HR staff can help provide an effective defense against negligent hiring claims by making sure references are consistently contacted prior to hiring a candidate.
The U.S. District Court for the Western District of Texas recently validated a student’s claim of deliberate indifference regarding the hiring of a police officer. In Doe v. Edgewood Independent School District, a student who was sexually assaulted and harassed by her chemistry teacher and by an officer in the district’s police department filed a civil suit against the district claiming the district’s inadequate hiring procedures were adopted with deliberate indifference, which led to her harassment and assault.
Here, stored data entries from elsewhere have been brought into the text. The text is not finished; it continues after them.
//! Error types for the creation-job orchestrator.

use uuid::Uuid;

use crate::jobs::model::JobStatus;

/// Top-level error type.
#[derive(Debug, thiserror::Error)]
pub enum Error {
    #[error("Configuration error: {0}")]
    Config(#[from] ConfigError),

    #[error("Store error: {0}")]
    Store(#[from] StoreError),

    #[error("Dispatch error: {0}")]
    Dispatch(#[from] DispatchError),

    #[error("Download error: {0}")]
    Download(#[from] DownloadError),

    #[error("Job error: {0}")]
    Job(#[from] JobError),
}

/// Configuration-related errors.
#[derive(Debug, thiserror::Error)]
pub enum ConfigError {
    #[error("Missing required environment variable: {0}")]
    MissingEnvVar(String),

    #[error("Invalid configuration value for {key}: {message}")]
    InvalidValue { key: String, message: String },
}

/// Job Store / Asset Store errors.
#[derive(Debug, thiserror::Error)]
pub enum StoreError {
    #[error("Connection error: {0}")]
    Pool(String),

    #[error("Query failed: {0}")]
    Query(String),

    #[error("{entity} not found: {id}")]
    NotFound { entity: String, id: String },

    #[error("{entity} already exists: {id}")]
    Duplicate { entity: String, id: String },

    #[error("Conflicting update: {0}")]
    Conflict(String),

    #[error("Invalid asset key: {0}")]
    InvalidKey(String),

    #[error("Migration failed: {0}")]
    Migration(String),

    #[error("Serialization error: {0}")]
    Serialization(String),

    #[error("IO error: {0}")]
    Io(#[from] std::io::Error),
}

impl StoreError {
    pub fn job_not_found(id: Uuid) -> Self {
        Self::NotFound {
            entity: "job".to_string(),
            id: id.to_string(),
        }
    }

    pub fn asset_not_found(key: &str) -> Self {
        Self::NotFound {
            entity: "asset".to_string(),
            id: key.to_string(),
        }
    }

    pub fn is_not_found(&self) -> bool {
        matches!(self, Self::NotFound { .. })
    }
}

/// The provider refused to create a generation task. Never retried.
///
/// The `Display` text is what ends up in a failed job's `error` field, so it
/// carries the provider's own message verbatim where there is one.
#[derive(Debug, thiserror::Error)]
pub enum DispatchError {
    #[error("{reason}")]
    Rejected { provider: String, reason: String },

    #[error("Authorization failed for provider {provider}")]
    Unauthorized { provider: String },

    #[error("Invalid response from {provider}: {reason}")]
    InvalidResponse { provider: String, reason: String },

    #[error("Request to {provider} failed: {reason}")]
    Transport { provider: String, reason: String },

    #[error("Reference asset {key} is missing")]
    MissingAsset { key: String },
}

/// Fetching finished media failed. Retried a bounded number of times.
#[derive(Debug, thiserror::Error)]
pub enum DownloadError {
    #[error("Media request failed: {0}")]
    Request(String),

    #[error("Media request returned HTTP {status}")]
    Status { status: u16 },

    #[error("Media transfer was empty")]
    Empty,

    #[error("Media length mismatch: expected {expected} bytes, received {received}")]
    LengthMismatch { expected: u64, received: u64 },

    #[error("Failed to store media: {0}")]
    Store(#[from] StoreError),
}

/// Job lifecycle and validation errors.
#[derive(Debug, thiserror::Error)]
pub enum JobError {
    #[error("Job {id} cannot move from {from} to {to}")]
    InvalidTransition {
        id: Uuid,
        from: JobStatus,
        to: JobStatus,
    },

    #[error("Invalid update for job {id}: {reason}")]
    InvalidPatch { id: Uuid, reason: String },

    #[error("Invalid job request: {0}")]
    InvalidRequest(String),
}

impl From<JobError> for StoreError {
    fn from(e: JobError) -> Self {
        StoreError::Conflict(e.to_string())
    }
}

/// Result type alias.
pub type Result<T> = std::result::Result<T, Error>;
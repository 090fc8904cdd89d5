//! Job change notifications: broadcast fan-out to observers.

use tokio::sync::broadcast;
use tracing::trace;

use crate::jobs::model::JobEvent;

/// Default broadcast channel capacity.
const DEFAULT_EVENT_CAPACITY: usize = 256;

/// Publish/subscribe channel owned by a Job Store.
#[derive(Debug, Clone)]
pub struct JobEventBus {
    tx: broadcast::Sender<JobEvent>,
}

impl JobEventBus {
    pub fn new(capacity: usize) -> Self {
        let (tx, _rx) = broadcast::channel(capacity);
        Self { tx }
    }

    /// Subscribe to every subsequent job mutation.
    pub fn subscribe(&self) -> broadcast::Receiver<JobEvent> {
        self.tx.subscribe()
    }

    pub fn publish(&self, event: JobEvent) {
        trace!(job_id = %event.job_id(), status = %event.status(), "Publishing job event");
        // No subscribers is fine
        let _ = self.tx.send(event);
    }
}

impl Default for JobEventBus {
    fn default() -> Self {
        Self::new(DEFAULT_EVENT_CAPACITY)
    }
}

#[cfg(test)]
mod tests {
    use uuid::Uuid;

    use super::*;
    use crate::jobs::model::JobStatus;

    #[tokio::test]
    async fn subscribers_receive_published_events() {
        let bus = JobEventBus::default();
        let mut rx1 = bus.subscribe();
        let mut rx2 = bus.subscribe();

        let id = Uuid::new_v4();
        bus.publish(JobEvent::JobCreated {
            job_id: id,
            status: JobStatus::Pending,
        });

        assert_eq!(rx1.recv().await.unwrap().job_id(), id);
        assert_eq!(rx2.recv().await.unwrap().status(), JobStatus::Pending);
    }

    #[test]
    fn publish_without_subscribers_is_harmless() {
        let bus = JobEventBus::new(4);
        bus.publish(JobEvent::JobUpdated {
            job_id: Uuid::nil(),
            status: JobStatus::Failed,
        });
    }
}
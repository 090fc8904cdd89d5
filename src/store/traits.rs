//! Storage traits: job metadata and binary assets are kept apart.
//!
//! Job records stay small (asset keys only); multi-megabyte payloads live
//! behind [`AssetStore`].

use async_trait::async_trait;
use tokio::sync::broadcast;
use uuid::Uuid;

use crate::error::StoreError;
use crate::jobs::model::{Job, JobEvent, JobPatch, JobStatus};

/// Durable key → metadata storage for creation jobs.
///
/// Every successful mutation publishes exactly one [`JobEvent`].
#[async_trait]
pub trait JobStore: Send + Sync {
    /// Insert a new job. Fails with `Duplicate` if the id exists.
    async fn create_job(&self, job: &Job) -> Result<(), StoreError>;

    /// Point lookup. Fails with `NotFound`.
    async fn get_job(&self, id: Uuid) -> Result<Job, StoreError>;

    /// All jobs, newest first.
    async fn list_jobs(&self) -> Result<Vec<Job>, StoreError>;

    /// Jobs in one status, oldest first.
    async fn list_jobs_by_status(&self, status: JobStatus) -> Result<Vec<Job>, StoreError>;

    /// Read-modify-write merge of `patch` into the stored job.
    ///
    /// Fails with `NotFound`, or `Conflict` if the patch breaks a lifecycle
    /// invariant or the record changed underneath.
    async fn update_job(&self, id: Uuid, patch: JobPatch) -> Result<Job, StoreError>;

    /// Atomically move a job from `pending` to `generating`.
    ///
    /// Returns `false` if the job was not `pending` (someone else claimed it).
    async fn claim_pending(&self, id: Uuid) -> Result<bool, StoreError>;

    /// Subscribe to change notifications.
    fn subscribe(&self) -> broadcast::Receiver<JobEvent>;
}

/// Durable key → blob storage. Keys are chosen by the caller.
#[async_trait]
pub trait AssetStore: Send + Sync {
    /// Store or overwrite a blob.
    async fn put_asset(&self, key: &str, bytes: &[u8]) -> Result<(), StoreError>;

    /// Fetch a blob. Fails with `NotFound`.
    async fn get_asset(&self, key: &str) -> Result<Vec<u8>, StoreError>;

    /// Remove a blob. Returns whether it existed.
    async fn delete_asset(&self, key: &str) -> Result<bool, StoreError>;
}
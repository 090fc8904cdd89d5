//! Filesystem asset store: one file per key under a root directory.

use std::io::ErrorKind;
use std::path::{Path, PathBuf};

use async_trait::async_trait;
use tracing::debug;

use crate::error::StoreError;
use crate::store::traits::AssetStore;

pub struct FsAssetStore {
    root: PathBuf,
}

impl FsAssetStore {
    /// Use `root` as the asset directory, creating it if needed.
    pub fn new(root: impl Into<PathBuf>) -> Result<Self, StoreError> {
        let root = root.into();
        std::fs::create_dir_all(&root)?;
        Ok(Self { root })
    }

    pub fn root(&self) -> &Path {
        &self.root
    }

    /// Resolve a key to its file path. Keys must be a single plain file name.
    fn path_for(&self, key: &str) -> Result<PathBuf, StoreError> {
        let valid = !key.is_empty()
            && !key.starts_with('.')
            && key
                .chars()
                .all(|c| c.is_ascii_alphanumeric() || matches!(c, '_' | '-' | '.'));
        if !valid {
            return Err(StoreError::InvalidKey(key.to_string()));
        }
        Ok(self.root.join(key))
    }
}

#[async_trait]
impl AssetStore for FsAssetStore {
    async fn put_asset(&self, key: &str, bytes: &[u8]) -> Result<(), StoreError> {
        let path = self.path_for(key)?;
        // Write then rename so readers never see a partial file
        let tmp = self.root.join(format!(".{key}.tmp"));
        tokio::fs::write(&tmp, bytes).await?;
        tokio::fs::rename(&tmp, &path).await?;
        debug!(key, size = bytes.len(), "Asset written");
        Ok(())
    }

    async fn get_asset(&self, key: &str) -> Result<Vec<u8>, StoreError> {
        let path = self.path_for(key)?;
        match tokio::fs::read(&path).await {
            Ok(bytes) => Ok(bytes),
            Err(e) if e.kind() == ErrorKind::NotFound => Err(StoreError::asset_not_found(key)),
            Err(e) => Err(e.into()),
        }
    }

    async fn delete_asset(&self, key: &str) -> Result<bool, StoreError> {
        let path = self.path_for(key)?;
        match tokio::fs::remove_file(&path).await {
            Ok(()) => Ok(true),
            Err(e) if e.kind() == ErrorKind::NotFound => Ok(false),
            Err(e) => Err(e.into()),
        }
    }
}

#[cfg(test)]
mod tests {
    use super::*;

    #[tokio::test]
    async fn put_get_delete() {
        let dir = tempfile::tempdir().unwrap();
        let store = FsAssetStore::new(dir.path().join("assets")).unwrap();

        store.put_asset("job_0", b"video").await.unwrap();
        assert_eq!(store.get_asset("job_0").await.unwrap(), b"video");

        store.put_asset("job_0", b"replaced").await.unwrap();
        assert_eq!(store.get_asset("job_0").await.unwrap(), b"replaced");

        assert!(store.delete_asset("job_0").await.unwrap());
        assert!(!store.delete_asset("job_0").await.unwrap());
        assert!(store.get_asset("job_0").await.unwrap_err().is_not_found());
    }

    #[tokio::test]
    async fn rejects_keys_outside_root() {
        let dir = tempfile::tempdir().unwrap();
        let store = FsAssetStore::new(dir.path()).unwrap();

        for key in ["../escape", "a/b", "", ".hidden", "..", "c:\\x"] {
            let err = store.put_asset(key, b"x").await.unwrap_err();
            assert!(matches!(err, StoreError::InvalidKey(_)), "key {key:?}");
        }
    }
}
//! Live job feed over WebSocket.

use axum::{
    extract::{
        State,
        ws::{Message, WebSocket, WebSocketUpgrade},
    },
    response::IntoResponse,
};
use tokio::sync::broadcast::error::RecvError;
use tracing::{debug, info, warn};

use super::AppState;
use crate::jobs::service::JobService;

pub(super) async fn ws_handler(
    ws: WebSocketUpgrade,
    State(state): State<AppState>,
) -> impl IntoResponse {
    info!("WebSocket client connecting");
    ws.on_upgrade(|socket| handle_socket(socket, state.service))
}

async fn handle_socket(mut socket: WebSocket, service: JobService) {
    info!("WebSocket client connected");

    // Subscribe before the snapshot so nothing falls between the two
    let mut rx = service.subscribe();

    if !send_sync(&mut socket, &service).await {
        warn!("Failed to send initial sync, client disconnected");
        return;
    }

    loop {
        tokio::select! {
            result = rx.recv() => {
                match result {
                    Ok(event) => {
                        if let Ok(json) = serde_json::to_string(&event) {
                            if socket.send(Message::Text(json.into())).await.is_err() {
                                debug!("Client disconnected during send");
                                break;
                            }
                        }
                    }
                    Err(RecvError::Lagged(n)) => {
                        warn!(missed = n, "WS client lagged behind job events");
                        if !send_sync(&mut socket, &service).await {
                            break;
                        }
                    }
                    Err(RecvError::Closed) => {
                        debug!("Job event channel closed");
                        break;
                    }
                }
            }

            result = socket.recv() => {
                match result {
                    Some(Ok(Message::Ping(data))) => {
                        if socket.send(Message::Pong(data)).await.is_err() {
                            break;
                        }
                    }
                    Some(Ok(Message::Close(_))) | None => {
                        info!("WebSocket client disconnected");
                        break;
                    }
                    Some(Err(e)) => {
                        warn!(error = %e, "WebSocket error");
                        break;
                    }
                    // The feed is read-only
                    _ => {}
                }
            }
        }
    }

    info!("WebSocket connection closed");
}

/// Send every job as one `jobs_sync` message. Returns `false` if the client is gone.
async fn send_sync(socket: &mut WebSocket, service: &JobService) -> bool {
    let jobs = match service.list().await {
        Ok(jobs) => jobs,
        Err(e) => {
            warn!(error = %e, "Failed to load jobs for sync");
            Vec::new()
        }
    };
    let sync = serde_json::json!({ "type": "jobs_sync", "jobs": jobs });
    socket
        .send(Message::Text(sync.to_string().into()))
        .await
        .is_ok()
}
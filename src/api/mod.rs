//! REST + WebSocket surface over the job service.

mod ws;

use axum::{
    Json, Router,
    body::Bytes,
    extract::{Path, State},
    http::{StatusCode, header},
    response::{IntoResponse, Response},
    routing::get,
};
use base64::Engine;
use base64::engine::general_purpose::STANDARD as BASE64;
use serde::Deserialize;
use tower_http::cors::CorsLayer;
use tracing::{error, warn};
use uuid::Uuid;

use crate::error::{Error, JobError, StoreError};
use crate::jobs::model::{AssetRole, JobKind};
use crate::jobs::service::{JobService, NewJob};

/// Application state shared across handlers.
#[derive(Clone)]
pub struct AppState {
    pub service: JobService,
}

/// Build the Axum router with job REST and WebSocket routes.
pub fn routes(service: JobService) -> Router {
    Router::new()
        .route("/health", get(health))
        .route("/api/jobs", get(list_jobs).post(submit_job))
        .route("/api/jobs/{id}", get(get_job))
        .route("/api/assets/{key}", get(get_asset))
        .route("/ws/jobs", get(ws::ws_handler))
        .layer(CorsLayer::permissive())
        .with_state(AppState { service })
}

// ── Health ──────────────────────────────────────────────────────────────

async fn health() -> impl IntoResponse {
    Json(serde_json::json!({
        "status": "ok",
        "service": "creations"
    }))
}

// ── Jobs ────────────────────────────────────────────────────────────────

async fn list_jobs(State(state): State<AppState>) -> Response {
    match state.service.list().await {
        Ok(jobs) => Json(jobs).into_response(),
        Err(e) => error_response(e),
    }
}

async fn get_job(State(state): State<AppState>, Path(id): Path<String>) -> Response {
    let Ok(job_id) = Uuid::parse_str(&id) else {
        return json_error(StatusCode::BAD_REQUEST, "Invalid job ID");
    };

    match state.service.get(job_id).await {
        Ok(job) => Json(job).into_response(),
        Err(e) => error_response(e),
    }
}

#[derive(Debug, Deserialize)]
struct SubmitRequest {
    title: String,
    kind: JobKind,
    #[serde(default)]
    attachments: AttachmentsBody,
}

/// Base64-encoded uploads, keyed by role.
#[derive(Debug, Default, Deserialize)]
#[serde(rename_all = "camelCase")]
struct AttachmentsBody {
    thumbnail: Option<String>,
    product_image: Option<String>,
    logo_image: Option<String>,
    reference_image: Option<String>,
}

impl AttachmentsBody {
    fn decode(self) -> Result<Vec<(AssetRole, Vec<u8>)>, String> {
        [
            (AssetRole::Thumbnail, self.thumbnail),
            (AssetRole::ProductImage, self.product_image),
            (AssetRole::Logo, self.logo_image),
            (AssetRole::ReferenceImage, self.reference_image),
        ]
        .into_iter()
        .filter_map(|(role, data)| data.map(|d| (role, d)))
        .map(|(role, data)| {
            // Accept data URLs as produced by browsers
            let raw = data.split_once(";base64,").map_or(data.as_str(), |(_, b)| b);
            BASE64
                .decode(raw.trim())
                .map(|bytes| (role, bytes))
                .map_err(|e| format!("{} is not valid base64: {e}", role.as_str()))
        })
        .collect()
    }
}

async fn submit_job(
    State(state): State<AppState>,
    Json(body): Json<SubmitRequest>,
) -> Response {
    let attachments = match body.attachments.decode() {
        Ok(a) => a,
        Err(msg) => return json_error(StatusCode::BAD_REQUEST, &msg),
    };

    let request = NewJob {
        title: body.title,
        kind: body.kind,
        attachments,
    };
    match state.service.submit(request).await {
        Ok(job) => (StatusCode::CREATED, Json(job)).into_response(),
        Err(e) => error_response(e),
    }
}

// ── Assets ──────────────────────────────────────────────────────────────

async fn get_asset(State(state): State<AppState>, Path(key): Path<String>) -> Response {
    match state.service.load_asset(&key).await {
        Ok(bytes) => (
            [(header::CONTENT_TYPE, "application/octet-stream")],
            Bytes::from(bytes),
        )
            .into_response(),
        Err(e) => error_response(e.into()),
    }
}

// ── Errors ──────────────────────────────────────────────────────────────

fn json_error(status: StatusCode, message: &str) -> Response {
    (status, Json(serde_json::json!({ "error": message }))).into_response()
}

fn error_response(err: Error) -> Response {
    let status = match &err {
        Error::Job(JobError::InvalidRequest(_)) => StatusCode::BAD_REQUEST,
        Error::Store(StoreError::NotFound { .. }) => StatusCode::NOT_FOUND,
        Error::Store(StoreError::InvalidKey(_)) => StatusCode::BAD_REQUEST,
        Error::Store(StoreError::Duplicate { .. } | StoreError::Conflict(_)) => {
            StatusCode::CONFLICT
        }
        _ => StatusCode::INTERNAL_SERVER_ERROR,
    };

    if status.is_server_error() {
        error!(error = %err, "Request failed");
    } else {
        warn!(status = status.as_u16(), error = %err, "Request rejected");
    }
    json_error(status, &err.to_string())
}
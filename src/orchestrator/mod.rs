//! Sweep-driven orchestration of creation jobs.
//!
//! One sweep runs two phases:
//!
//! 1. **Dispatch**: claim each `pending` job and create one provider task
//!    per part, recording the handles.
//! 2. **Poll**: ask the provider about every handle of each `generating`
//!    job, then fail, wait, or assemble the results.
//!
//! A sweep never holds state between runs. Everything it needs is read back
//! from the job store, so sweeps may overlap or crash and resume.

pub mod assembly;
pub mod scheduler;

pub use scheduler::SweepScheduler;

use std::collections::HashMap;
use std::sync::Arc;

use chrono::Utc;
use futures::future::join_all;
use futures::stream::{self, StreamExt};
use tracing::{debug, error, info, warn};

use crate::config::OrchestratorConfig;
use crate::error::{DispatchError, StoreError};
use crate::jobs::model::{Job, JobPatch, JobStatus, TaskHandle};
use crate::provider::{ErrorClass, MediaLocation, PartRequest, PollOutcome, ProviderAdapter};
use crate::store::traits::{AssetStore, JobStore};

/// Error recorded when no part produced usable media.
pub const NO_USABLE_OUTPUT_MESSAGE: &str =
    "Generation finished, but no output could be retrieved for any part";

/// Error recorded for a job with nothing to generate.
pub const NO_PARTS_MESSAGE: &str = "Job has no parts to generate";

/// Counts of what one sweep did.
#[derive(Debug, Clone, Copy, Default, PartialEq, Eq)]
pub struct SweepReport {
    /// Jobs whose tasks were all created this sweep.
    pub dispatched: usize,
    pub completed: usize,
    pub failed: usize,
    /// Generating jobs left waiting on the provider.
    pub in_progress: usize,
    /// Jobs another sweep got to first.
    pub skipped: usize,
}

impl SweepReport {
    fn record(&mut self, step: Step) {
        match step {
            Step::Dispatched => self.dispatched += 1,
            Step::Completed => self.completed += 1,
            Step::Failed => self.failed += 1,
            Step::InProgress => self.in_progress += 1,
            Step::Skipped => self.skipped += 1,
        }
    }

    /// Whether the sweep changed nothing.
    pub fn is_idle(&self) -> bool {
        self.dispatched == 0 && self.completed == 0 && self.failed == 0
    }
}

/// What happened to one job in one phase.
#[derive(Debug, Clone, Copy, PartialEq, Eq)]
enum Step {
    Dispatched,
    Completed,
    Failed,
    InProgress,
    Skipped,
}

pub struct Orchestrator {
    jobs: Arc<dyn JobStore>,
    assets: Arc<dyn AssetStore>,
    provider: Arc<dyn ProviderAdapter>,
    config: OrchestratorConfig,
}

impl Orchestrator {
    pub fn new(
        jobs: Arc<dyn JobStore>,
        assets: Arc<dyn AssetStore>,
        provider: Arc<dyn ProviderAdapter>,
        config: OrchestratorConfig,
    ) -> Self {
        Self {
            jobs,
            assets,
            provider,
            config,
        }
    }

    pub fn config(&self) -> &OrchestratorConfig {
        &self.config
    }

    /// Run one dispatch phase followed by one poll phase.
    pub async fn sweep(&self) -> SweepReport {
        let mut report = SweepReport::default();
        self.dispatch_pending(&mut report).await;
        self.poll_generating(&mut report).await;

        if report.is_idle() {
            debug!(in_progress = report.in_progress, "Sweep finished with no changes");
        } else {
            info!(
                dispatched = report.dispatched,
                completed = report.completed,
                failed = report.failed,
                in_progress = report.in_progress,
                "Sweep finished"
            );
        }
        report
    }

    // ── Dispatch ────────────────────────────────────────────────────

    async fn dispatch_pending(&self, report: &mut SweepReport) {
        let pending = match self.jobs.list_jobs_by_status(JobStatus::Pending).await {
            Ok(jobs) => jobs,
            Err(e) => {
                error!(error = %e, "Failed to list pending jobs");
                return;
            }
        };

        let steps: Vec<Step> = stream::iter(pending)
            .map(|job| self.dispatch_job(job))
            .buffer_unordered(self.config.max_concurrent_jobs.max(1))
            .collect()
            .await;
        for step in steps {
            report.record(step);
        }
    }

    async fn dispatch_job(&self, job: Job) -> Step {
        match self.jobs.claim_pending(job.id).await {
            Ok(true) => {}
            Ok(false) => return Step::Skipped,
            Err(e) => {
                error!(job_id = %job.id, error = %e, "Failed to claim job");
                return Step::Skipped;
            }
        }

        if job.parts.is_empty() {
            return self.settle(&job, JobPatch::failed(NO_PARTS_MESSAGE)).await;
        }

        let requests = match self.load_requests(&job).await {
            Ok(requests) => requests,
            Err(e) => {
                warn!(job_id = %job.id, error = %e, "Reference asset unavailable");
                return self.settle(&job, JobPatch::failed(e.to_string())).await;
            }
        };

        // Sequential so the first rejection stops the rest
        let mut handles = Vec::with_capacity(requests.len());
        for (index, request) in requests.iter().enumerate() {
            match self.provider.create_task(request).await {
                Ok(handle) => {
                    debug!(job_id = %job.id, part = index, task_id = %handle, "Part dispatched");
                    handles.push(handle);
                }
                Err(e) => {
                    warn!(
                        job_id = %job.id,
                        part = index,
                        provider = self.provider.name(),
                        error = %e,
                        "Provider rejected part"
                    );
                    return self.settle(&job, JobPatch::failed(e.to_string())).await;
                }
            }
        }

        match self.jobs.update_job(job.id, JobPatch::dispatched(handles)).await {
            Ok(_) => {
                info!(job_id = %job.id, parts = job.parts.len(), "Job dispatched");
                Step::Dispatched
            }
            Err(e) => {
                error!(job_id = %job.id, error = %e, "Failed to record task handles");
                Step::InProgress
            }
        }
    }

    /// Build one provider request per part, loading each reference image once.
    async fn load_requests(&self, job: &Job) -> Result<Vec<PartRequest>, DispatchError> {
        let mut images: HashMap<&str, Vec<u8>> = HashMap::new();
        for key in job.parts.iter().filter_map(|p| p.image_key.as_deref()) {
            if images.contains_key(key) {
                continue;
            }
            let bytes = self.assets.get_asset(key).await.map_err(|e| match e {
                StoreError::NotFound { .. } => DispatchError::MissingAsset {
                    key: key.to_string(),
                },
                other => DispatchError::Transport {
                    provider: "asset-store".to_string(),
                    reason: other.to_string(),
                },
            })?;
            images.insert(key, bytes);
        }

        Ok(job
            .parts
            .iter()
            .map(|spec| PartRequest {
                spec: spec.clone(),
                image: spec
                    .image_key
                    .as_deref()
                    .and_then(|key| images.get(key).cloned()),
            })
            .collect())
    }

    // ── Poll ────────────────────────────────────────────────────────

    async fn poll_generating(&self, report: &mut SweepReport) {
        let generating = match self.jobs.list_jobs_by_status(JobStatus::Generating).await {
            Ok(jobs) => jobs,
            Err(e) => {
                error!(error = %e, "Failed to list generating jobs");
                return;
            }
        };

        let steps: Vec<Step> = stream::iter(generating)
            .map(|job| self.poll_job(job))
            .buffer_unordered(self.config.max_concurrent_jobs.max(1))
            .collect()
            .await;
        for step in steps {
            report.record(step);
        }
    }

    async fn poll_job(&self, job: Job) -> Step {
        // Claimed but handles not recorded yet: a dispatch is in flight or died.
        if job.handles.is_empty() {
            return self.wait_or_time_out(&job).await;
        }

        let outcomes = join_all(job.handles.iter().map(|h| self.poll_handle(&job, h))).await;

        // Settle only once every part has a final answer
        if outcomes.iter().any(PollOutcome::is_unsettled) {
            return self.wait_or_time_out(&job).await;
        }

        if let Some(reason) = first_permanent_failure(&outcomes) {
            info!(job_id = %job.id, reason = %reason, "Provider reported permanent failure");
            return self.settle(&job, JobPatch::failed(reason)).await;
        }

        let locations: Option<Vec<MediaLocation>> = outcomes
            .into_iter()
            .map(|outcome| match outcome {
                PollOutcome::Succeeded { location } => Some(location),
                _ => None,
            })
            .collect();

        match locations {
            Some(locations) => {
                let keys = assembly::assemble(
                    job.id,
                    locations,
                    self.provider.as_ref(),
                    self.assets.as_ref(),
                    &self.config,
                )
                .await;
                if keys.iter().all(Option::is_none) {
                    self.settle(&job, JobPatch::failed(NO_USABLE_OUTPUT_MESSAGE))
                        .await
                } else {
                    self.settle(&job, JobPatch::completed(keys)).await
                }
            }
            None => self.wait_or_time_out(&job).await,
        }
    }

    async fn poll_handle(&self, job: &Job, handle: &TaskHandle) -> PollOutcome {
        let outcome = self.provider.poll_task(handle).await;
        if let PollOutcome::Failed {
            reason,
            class: ErrorClass::Transient,
        } = &outcome
        {
            warn!(job_id = %job.id, task_id = %handle, reason = %reason, "Transient poll error, will retry");
        }
        outcome
    }

    /// Leave an unsettled job alone unless it has run past the timeout.
    async fn wait_or_time_out(&self, job: &Job) -> Step {
        let Some(limit) = self.config.generation_timeout else {
            return Step::InProgress;
        };
        let started = job.dispatched_at.unwrap_or(job.updated_at);
        let elapsed = Utc::now().signed_duration_since(started);
        if elapsed.to_std().is_ok_and(|e| e > limit) {
            warn!(job_id = %job.id, elapsed_secs = elapsed.num_seconds(), "Generation timed out");
            let reason = format!("Generation timed out after {}s", limit.as_secs());
            return self.settle(job, JobPatch::failed(reason)).await;
        }
        Step::InProgress
    }

    // ── Terminal writes ─────────────────────────────────────────────

    /// Write a terminal patch. Losing the race to another sweep is not an error.
    async fn settle(&self, job: &Job, patch: JobPatch) -> Step {
        let target = patch.status;
        match self.jobs.update_job(job.id, patch).await {
            Ok(updated) => {
                match updated.status {
                    JobStatus::Completed => info!(
                        job_id = %job.id,
                        results = updated.result_keys.iter().flatten().count(),
                        parts = updated.parts.len(),
                        "Job completed"
                    ),
                    _ => info!(
                        job_id = %job.id,
                        error = updated.error.as_deref().unwrap_or_default(),
                        "Job failed"
                    ),
                }
                match target {
                    Some(JobStatus::Completed) => Step::Completed,
                    _ => Step::Failed,
                }
            }
            Err(StoreError::Conflict(reason)) => {
                debug!(job_id = %job.id, reason = %reason, "Job already settled elsewhere");
                Step::Skipped
            }
            Err(e) => {
                error!(job_id = %job.id, error = %e, "Failed to settle job");
                Step::InProgress
            }
        }
    }
}

/// The first permanent failure in part order, if any.
fn first_permanent_failure(outcomes: &[PollOutcome]) -> Option<String> {
    outcomes.iter().find_map(|outcome| match outcome {
        PollOutcome::Failed {
            reason,
            class: ErrorClass::Permanent,
        } => Some(reason.clone()),
        _ => None,
    })
}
According to the record, the district didn’t call the police officer’s references before offering employment. If the district had, it could have learned that he had previously been fired for making unwanted sexual advances toward a subordinate. A detailed summary of this case is available in the April 2019 TASB School Law Update.
School districts and colleges can limit their risk from negligent hiring claims by making sure reference checks are conducted before hiring any potential employee. At least three or four work-related references of applicants under serious consideration should be contacted. Individual contacts should include supervisors or close associates at current or former places of employment who can provide accurate, work-related information about an applicant.
Many districts conduct initial written checks through their automated applicant system. This provides a general overview of the candidate and the hiring manager or HR staff should follow-up and validate the information by phone and obtain in-depth job-related information.